Court revelations highlight how Musk’s platform enabled and profited from spreading racial hatred
By: Sunder Katwala
“BRITISH people protecting mosques tonight will be deported with the Muslims when I take power. Traitors to your own. Unacceptable”. Brendan O’Rourke of Lincolnshire earned himself a three-year prison sentence for a fortnight of stirring up racial hatred.
He championed the violence, pledged to join in, threatened its opponents and warned his followers not to believe the official “cover up” stating that the Southport murderer was not a Muslim. O’Rourke also paid tribute to the man who made this incitement possible. “Elon Musk is a hero. We wouldn’t know half of what is going on if he hadn’t brought this app,” he posted on X (formerly Twitter), shortly before his arrest.
The court heard another reason why O’Rourke felt so personally grateful to Musk. His hateful X account generated a regular income stream from the platform’s payments to content creators. He told police it could be up to £1,400 a month. That sounds a surprising, perhaps exaggerated amount for posting escalating racial hatred to 90,000 users.
The court revelation that X subsidised these crimes shows the need to collect the evidence systematically. For every conviction involving online hatred, the relevant platform should be mandated to report on its history. Were any of the accounts that committed the crimes monetised? For how long – and how much? Was there any evidence of behaviour change or radicalisation? Had the platform received any prior complaints about the account – and did it uphold, reject or ignore them?
Online dynamics are one key to the paradox of racism in Britain in 2024: a society with fewer and fewer racists – decade by decade – yet with a wider experience and fear of racist abuse today than at the turn of the century.
There is a profound, positive attitudinal shift across generations, a result of more meaningful contact, from an earlier age, making the lived experience of ethnic contact an everyday norm. Yet, even as the recruitment rate into racism falls across generations, a shrinking, toxic group has become more virulent and violent.
I personally received more racist abuse in the past fortnight than at any other point in my lifetime. Online dynamics lower the barriers to racial hatred: anybody with a public profile is only one click away from the bigots and bots. This summer’s violence has dramatised the real-world dangers when racism festers online. The cliché that online platforms can only reflect prejudices which exist in society is trivially true, but dangerously misleading. The intense 24/7 milieus that normalise hate and socialise people towards violence can disrupt social norms – and mean shifting attitudes are not reflected in people’s lived experience.

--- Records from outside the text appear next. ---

//! Bounded worker pool
//!
//! Every submitted job is spawned at once but waits on a semaphore permit
//! before running, so at most `max_workers` jobs execute together and the
//! rest queue in submission order.

use std::future::Future;
use std::sync::atomic::{AtomicUsize, Ordering};
use std::sync::{Arc, Mutex};
use tokio::sync::Semaphore;
use tokio::task::JoinHandle;
use tokio_util::sync::CancellationToken;
use tracing::{debug, error, warn};

/// Fixed-size pool of job slots
pub struct WorkerPool {
    semaphore: Arc<Semaphore>,
    max_workers: usize,
    active: Arc<AtomicUsize>,
    handles: Mutex<Vec<JoinHandle<()>>>,
}

/// Decrements the active counter when a job ends, panics included
struct ActiveGuard(Arc<AtomicUsize>);

impl ActiveGuard {
    fn enter(active: &Arc<AtomicUsize>) -> Self {
        active.fetch_add(1, Ordering::SeqCst);
        Self(Arc::clone(active))
    }
}

impl Drop for ActiveGuard {
    fn drop(&mut self) {
        self.0.fetch_sub(1, Ordering::SeqCst);
    }
}

impl WorkerPool {
    /// Create a pool with `max_workers` slots
    pub fn new(max_workers: usize) -> Self {
        let max_workers = max_workers.max(1);
        Self {
            semaphore: Arc::new(Semaphore::new(max_workers)),
            max_workers,
            active: Arc::new(AtomicUsize::new(0)),
            handles: Mutex::new(Vec::new()),
        }
    }

    /// Pool size
    pub fn max_workers(&self) -> usize {
        self.max_workers
    }

    /// Jobs currently holding a slot
    pub fn active_workers(&self) -> usize {
        self.active.load(Ordering::SeqCst)
    }

    /// Queue a job
    ///
    /// If `cancel` fires or the pool closes before a slot frees up, the job
    /// is dropped without running.
    pub fn submit<F, Fut>(&self, label: String, cancel: CancellationToken, job: F)
    where
        F: FnOnce() -> Fut + Send + 'static,
        Fut: Future<Output = ()> + Send + 'static,
    {
        let semaphore = Arc::clone(&self.semaphore);
        let active = Arc::clone(&self.active);

        let handle = tokio::spawn(async move {
            let permit = tokio::select! {
                biased;
                _ = cancel.cancelled() => {
                    debug!("Job {} cancelled while queued", label);
                    return;
                }
                permit = semaphore.acquire_owned() => match permit {
                    Ok(permit) => permit,
                    Err(_) => {
                        debug!("Pool closed, job {} not started", label);
                        return;
                    }
                },
            };

            let _active = ActiveGuard::enter(&active);
            debug!("Job {} acquired a worker slot", label);
            job().await;
            drop(permit);
        });

        let mut handles = self.lock_handles();
        handles.retain(|h| !h.is_finished());
        handles.push(handle);
    }

    fn lock_handles(&self) -> std::sync::MutexGuard<'_, Vec<JoinHandle<()>>> {
        self.handles.lock().unwrap_or_else(|poisoned| {
            error!("Worker handle mutex poisoned, recovering");
            poisoned.into_inner()
        })
    }

    /// Stop handing out slots; queued jobs are dropped
    pub fn close(&self) {
        self.semaphore.close();
    }

    /// Wait for every spawned job to finish
    pub async fn join_all(&self) {
        let handles: Vec<JoinHandle<()>> = std::mem::take(&mut *self.lock_handles());
        for handle in handles {
            if let Err(e) = handle.await {
                warn!("Worker join error: {}", e);
            }
        }
    }
}

#[cfg(test)]
mod tests {
    use super::*;
    use std::time::Duration;

    #[tokio::test]
    async fn test_concurrency_is_bounded() {
        let pool = WorkerPool::new(2);
        let running = Arc::new(AtomicUsize::new(0));
        let peak = Arc::new(AtomicUsize::new(0));

        for i in 0..6 {
            let running = Arc::clone(&running);
            let peak = Arc::clone(&peak);
            pool.submit(format!("job-{}", i), CancellationToken::new(), move || async move {
                let now = running.fetch_add(1, Ordering::SeqCst) + 1;
                peak.fetch_max(now, Ordering::SeqCst);
                tokio::time::sleep(Duration::from_millis(20)).await;
                running.fetch_sub(1, Ordering::SeqCst);
            });
        }

        pool.join_all().await;
        assert_eq!(peak.load(Ordering::SeqCst), 2);
        assert_eq!(pool.active_workers(), 0);
    }

    #[tokio::test]
    async fn test_cancelled_while_queued_never_runs() {
        let pool = WorkerPool::new(1);
        let ran = Arc::new(AtomicUsize::new(0));

        let blocker = CancellationToken::new();
        let release = blocker.clone();
        pool.submit("blocker".to_string(), CancellationToken::new(), move || async move {
            release.cancelled().await;
        });

        let queued = CancellationToken::new();
        let counter = Arc::clone(&ran);
        pool.submit("queued".to_string(), queued.clone(), move || async move {
            counter.fetch_add(1, Ordering::SeqCst);
        });

        tokio::time::sleep(Duration::from_millis(20)).await;
        assert_eq!(pool.active_workers(), 1);
        queued.cancel();
        blocker.cancel();

        pool.join_all().await;
        assert_eq!(ran.load(Ordering::SeqCst), 0);
    }

    #[tokio::test]
    async fn test_close_drops_queued_jobs() {
        let pool = WorkerPool::new(1);
        let ran = Arc::new(AtomicUsize::new(0));
        let gate = CancellationToken::new();

        let wait = gate.clone();
        pool.submit("first".to_string(), CancellationToken::new(), move || async move {
            wait.cancelled().await;
        });
        let counter = Arc::clone(&ran);
        pool.submit("second".to_string(), CancellationToken::new(), move || async move {
            counter.fetch_add(1, Ordering::SeqCst);
        });

        tokio::time::sleep(Duration::from_millis(20)).await;
        pool.close();
        gate.cancel();
        pool.join_all().await;

        assert_eq!(ran.load(Ordering::SeqCst), 0);
    }
}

It is good that 85 per cent of people opposed the violent disorder, but broad social norms are not enough. Around two per cent of people were elated by the racist violence.
Fringe platforms, such as Telegram and Gab, play a crucial role in enabling 24/7 networks to socialise violence among the fringe of the fringe.
There is a strong case that Musk has been the most important amplifier of racial hatred in our country over the past 12 months. Musk may be at times an unwitting ally to those with a more lifelong commitment to fostering racial hatred, but he is a useful facilitator, nonetheless. This violence would have been unlikely to have had such speed, scale or reach without his decisions.
The social consequences of Musk arise from a combination of both his acts and his omissions since buying the Twitter platform. Twitter was making some progress against online hatred before Musk took over.
The shock of the Christchurch massacre saw individuals and groups who promote hatred and violence deplatformed. It finally became against the rules to tweet “the Jews/Muslims are vermin” from 2019 – a rule eventually extended to cover Asian and black people by 2021 too. Twitter’s UK executives made promises in parliamentary hearings to fill more glaring gaps in the rules once the racism against England’s footballers increased the profile of the issue.
Musk reversed that progress. He re-platformed Britain First and Patriotic Alternative – extreme groups whose core mission is to radicalise people towards inter-ethnic conflict. He quietly changed enforcement policies so most tweets found to break the platform’s rules on “hateful conduct” would not be removed, merely de-amplified. More important, he sacked most of Twitter’s safety staff, leaving the reporting system broken and understaffed, with networks of trolls and bots left to run amok.
Musk’s public reputation in Britain has nosedived since he bought Twitter. Some 64 per cent of the British public disapprove of the businessman, while just 17 per cent approve. He has declared civil war in the UK inevitable and challenged the prosecution of racist incitement.
That toxic reputation underlines why prime minister Sir Keir Starmer has no reason to shy away from the fight Musk has picked with him.
Democratic leaders should speak for the broad public consensus that major platforms must better contain racial hatred in order to maintain both their legal and social licence to operate.